- **TASK INSTRUCTIONS**
Search the entries below for the string "BillingPeriod" and copy the lines that hold it.

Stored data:
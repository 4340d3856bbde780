//! Расчет расчетного периода кредитной карты по дате расхода.
//!
//! Период идентифицируется месяцем открытия цикла (`YYYY-MM`). Даты закрытия
//! делят календарь без пропусков и пересечений: дата относится к первому
//! циклу, который закрывается не раньше нее. Дни между закрытием и следующим
//! открытием поэтому уходят в следующий цикл.
//!
//! Это касается и високосного февраля: при дне закрытия 28 дата 29 февраля
//! попадает в мартовский цикл.

use crate::calendar::YearMonth;
use crate::types::{BillingPeriod, CreditCardConfig};
use chrono::{Datelike, NaiveDate};

/// Сокращения месяцев для подписей периодов.
const MONTH_ABBR: [&str; 12] = [
    "Jan", "Fev", "Mar", "Abr", "Mai", "Jun", "Jul", "Ago", "Set", "Out", "Nov", "Dez",
];

/// Сокращенное название месяца (1-12).
pub fn month_abbr(month: u32) -> &'static str {
    MONTH_ABBR[(month.clamp(1, 12) - 1) as usize]
}

/// Дата закрытия цикла, открывающегося в месяце `anchor`.
fn cycle_end(config: &CreditCardConfig, anchor: YearMonth) -> NaiveDate {
    let closing_month = if config.is_wrapping() {
        anchor.next()
    } else {
        anchor
    };
    closing_month.day(config.closing_day)
}

/// Месяц открытия цикла, в который попадает дата.
pub fn anchor_for(config: &CreditCardConfig, date: NaiveDate) -> YearMonth {
    let month = YearMonth::of(date);

    // Цикл, закрывающийся в месяце самой даты.
    let candidate = if config.is_wrapping() {
        month.prev()
    } else {
        month
    };

    if date <= cycle_end(config, candidate) {
        candidate
    } else {
        candidate.next()
    }
}

/// Период, открывающийся в месяце `key`.
pub fn period_for_key(config: &CreditCardConfig, key: YearMonth) -> BillingPeriod {
    let end = cycle_end(config, key);
    let previous_end = cycle_end(config, key.prev());
    let start = previous_end.succ_opt().unwrap_or(previous_end);
    let opening = key.day(config.opening_day).max(start);

    BillingPeriod {
        value: key.to_string(),
        label: format_label(opening, end),
        key,
        opening,
        start,
        end,
    }
}

/// Период, к которому относится расход с датой `date`.
pub fn billing_period(config: &CreditCardConfig, date: NaiveDate) -> BillingPeriod {
    period_for_key(config, anchor_for(config, date))
}

fn format_label(opening: NaiveDate, end: NaiveDate) -> String {
    format!(
        "{} {} – {} {}",
        opening.day(),
        month_abbr(opening.month()),
        end.day(),
        month_abbr(end.month())
    )
}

- **TASK OUTPUT**
use crate::types::{BillingPeriod, CreditCardConfig};
pub fn period_for_key(config: &CreditCardConfig, key: YearMonth) -> BillingPeriod {
    BillingPeriod {
pub fn billing_period(config: &CreditCardConfig, date: NaiveDate) -> BillingPeriod {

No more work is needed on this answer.